Nighttime Cough Side Effects
Generic name: dextromethorphan / doxylamine
Note: This document contains side effect information about dextromethorphan / doxylamine. Some dosage forms listed on this page may not apply to the brand name Nighttime Cough.
Applies to dextromethorphan / doxylamine: oral liquid.
Do not use this medicine if you have used an MAO inhibitor in the past 14 days, such as isocarboxazid, linezolid, methylene blue injection, phenelzine, rasagiline, selegiline, or tranylcypromine.
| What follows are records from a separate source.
//! rowdb - a single-file table of fixed-width user records

use anyhow::{Context, Result};
use clap::Parser as ClapParser;
use rowdb::access::Table;
use rowdb::config::TableConfig;
use rowdb::session::Session;
use rowdb::storage::TABLE_MAX_PAGES;
use std::io;
use std::path::PathBuf;

/// rowdb - append and scan user records stored in a single file
#[derive(ClapParser, Debug)]
#[command(author, version, about, long_about = None)]
struct Args {
    /// Database file, created if it does not exist
    filename: PathBuf,

    /// Enable debug logging
    #[arg(short, long)]
    debug: bool,

    /// Maximum number of pages the table may grow to
    #[arg(long, default_value_t = TABLE_MAX_PAGES)]
    max_pages: usize,

    /// Pages kept in memory before the least recently used is written out
    #[arg(long)]
    cache_pages: Option<usize>,
}

fn main() -> Result<()> {
    let args = Args::parse();

    // Logs go to stderr; keep them quiet unless asked so stdout stays clean
    let log_level = if args.debug { "debug" } else { "warn" };
    env_logger::Builder::from_env(env_logger::Env::default().default_filter_or(log_level)).init();

    let mut config = TableConfig::default().with_max_pages(args.max_pages);
    if let Some(cache_pages) = args.cache_pages {
        config = config.with_cache_pages(cache_pages);
    }

    let table = Table::open_with_config(&args.filename, config)
        .with_context(|| format!("Unable to open file {}", args.filename.display()))?;

    let stdin = io::stdin();
    let stdout = io::stdout();
    Session::new(table).run(stdin.lock(), stdout.lock())
}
Do not give this medication to a child younger than 4 years old. Always ask a doctor before giving a cough or cold medicine to a child. Death can occur from the misuse of cough and cold medicines in very young children.
You should not use antihistamine medication to make a child sleepy.
Get emergency medical help if you have signs of an allergic reaction: hives; difficult breathing; swelling of your face, lips, tongue, or throat.
Stop using dextromethorphan and doxylamine and call your doctor at once if you have:
severe dizziness or anxiety;
a light-headed feeling, like you might pass out;
little or no urinating; or
liver problems--nausea, upper stomach pain, itching, tired feeling, loss of appetite, dark urine, clay-colored stools, jaundice (yellowing of the skin or eyes).
Common side effects may include:
sleep problems (insomnia); or
feeling restless or excited (especially in children).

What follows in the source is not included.